Maria Speck, Ancient Grains for Modern Meals (Ten Speed Press, 2011) £18.90

This handsome book would appeal to health-conscious cooks, but also to anyone interested in sustainable living or just widening their repertoire. It sets out to rescue whole grains from the clichés of stodgy hippie cooking, creating lighter dishes that will appeal to a modern tastes. But for foodies who don’t need to be persuaded of the deliciousness of barley, farro, and millet, there is a wealth of ideas for cooking with these store-cupboard staples. Recipes include salad with kamut, carrot and pomegranate and main dishes such as artichoke and polenta tart. It’s not vegetarian but it has very little meat, and offers suggestions for how to make veggie versions of meat dishes. The photography is gorgeous but it’s not just a coffee-table book. I can imagine loads of my friends cooking from this book.
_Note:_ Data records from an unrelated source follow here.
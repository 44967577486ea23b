//! Pack a grid of scattered UV islands and write the result as OBJ.
//!
//! Run with: cargo run --example pack_grid -- [output_dir]
//!
//! Writes `grid_before.obj`, `grid_after.obj` and `grid.mtl` (referencing a
//! `uv_grid.png` you provide) so the layout can be checked in any viewer.

use std::env;
use std::path::PathBuf;

use uvlayout::io::obj;
use uvlayout::prelude::*;

fn main() {
    env_logger::init();

    let out_dir = env::args()
        .nth(1)
        .map(PathBuf::from)
        .unwrap_or_else(|| PathBuf::from("."));

    // Eight quads of different sizes, scattered far outside the unit square
    let mut vertices = Vec::new();
    let mut faces = Vec::new();
    let mut uvs = Vec::new();
    let mut uv_faces = Vec::new();
    for k in 0..8 {
        let base = vertices.len();
        let x = k as f64 * 1.5;
        let size = 0.5 + 0.25 * (k % 3) as f64;
        vertices.push(Point3::new(x, 0.0, 0.0));
        vertices.push(Point3::new(x + size, 0.0, 0.0));
        vertices.push(Point3::new(x + size, size, 0.0));
        vertices.push(Point3::new(x, size, 0.0));
        faces.push([base, base + 1, base + 2]);
        faces.push([base, base + 2, base + 3]);

        let (u, v) = (k as f64 * 2.0 - 5.0, (k % 2) as f64 * 3.0);
        uvs.push(Point2::new(u, v));
        uvs.push(Point2::new(u + size, v));
        uvs.push(Point2::new(u + size, v + size));
        uvs.push(Point2::new(u, v + size));
        uv_faces.push(Some([base, base + 1, base + 2]));
        uv_faces.push(Some([base, base + 2, base + 3]));
    }

    let mut mesh = build_from_triangles(&vertices, &faces).expect("Failed to build mesh");
    let overlay = build_uv_overlay(&mesh, &uvs, &uv_faces).expect("Failed to build UVs");
    mesh.add_uv_layer(overlay).expect("Failed to attach UVs");
    println!(
        "Built mesh: {} vertices, {} triangles",
        mesh.num_vertices(),
        mesh.num_triangles()
    );

    obj::write_mtl(out_dir.join("grid.mtl"), "uv_grid.png").expect("Failed to write MTL");
    obj::save_layer(&mesh, 0, Some("grid.mtl"), out_dir.join("grid_before.obj"))
        .expect("Failed to save OBJ");

    let policy = LayoutPolicy::default()
        .with_texture_resolution(512)
        .with_gutter_texels(4.0);
    let outcome = run_layout(&policy, &mesh, &Affine3::identity(), &NeverCancel)
        .expect("Layout failed");
    let result = outcome.completed().expect("Layout was cancelled");

    for warning in &result.report.warnings {
        println!("Warning: {}", warning);
    }
    result.patch.apply(&mut mesh).expect("Failed to apply layout");

    if let Some((min, max)) = mesh.uv_layer(0).and_then(|o| o.external_bounding_box()) {
        println!(
            "UV bounds: ({:.3}, {:.3}) to ({:.3}, {:.3})",
            min.x, min.y, max.x, max.y
        );
    }

    obj::save_layer(&mesh, 0, Some("grid.mtl"), out_dir.join("grid_after.obj"))
        .expect("Failed to save OBJ");
    println!("Saved: {}", out_dir.join("grid_after.obj").display());
}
Luke Nguyen, Indochine. Baguettes and báhn mì: finding France in Vietnam (Murdoch Books, 2011) £17.13

If you’re buying for Asian food lovers (hmm, who might those be?), Luke Nguyen’s new book could be a winner. I haven’t yet caught up with his TV show, in which I’m reliably informed he’s a bit of a twat, but this successful Australian chef undeniably knows his Viet food. I have his one of his previous books, Songs of Sapa, and I’ve found it full of great ideas. I don’t make his exact recipes all that often but I often find myself looking to his techniques and combinations for inspiration. This new book looks to be sumptiously illustrated and maybe a bit food-porny but he’s really passionate about regional Vietnamese cooking. This new book explores the intertwining of French and Vietnamese culinary histories: a politically delicate topic that has produced some of the transnational glories of the Vietnamese kitchen.

Anita Lo, Cooking Without Borders (Stewart, Tabori and Chang, 2011) £19.13

So you’re thinking of buying a cheffy book. Don’t go with the obvious options of Jamie or Nigella or Gordon – why not try the long-awaited book from the chef of Annisa in New York, Anita Lo. Annisa has a reputation for serving top quality fine dining at a slightly more affordable price, as well as for mixing chef Lo’s Chinese and Malaysian background with classical French techniques and new American simplicity. It’s a mix that gives fresh integrity to the oft-abused concept of fusion. As Lo explains, with her background all food is fusion to her and, in fact, culinary histories are stories of cultural mixing. This approach translates into an appealing mixture of recipes, generally on the fancy end, such as Salmon with Smoked Paprika and Savoy Cabbage, or, on the more Asian end, Softshell Crab with Sweetcorn Custard, Chinese Sausage and Garlic Chives. It’s also noteworthy that Lo is not just a woman in a male-dominated field but an out lesbian, so if you support more LGBT representation in the food world, check her book out!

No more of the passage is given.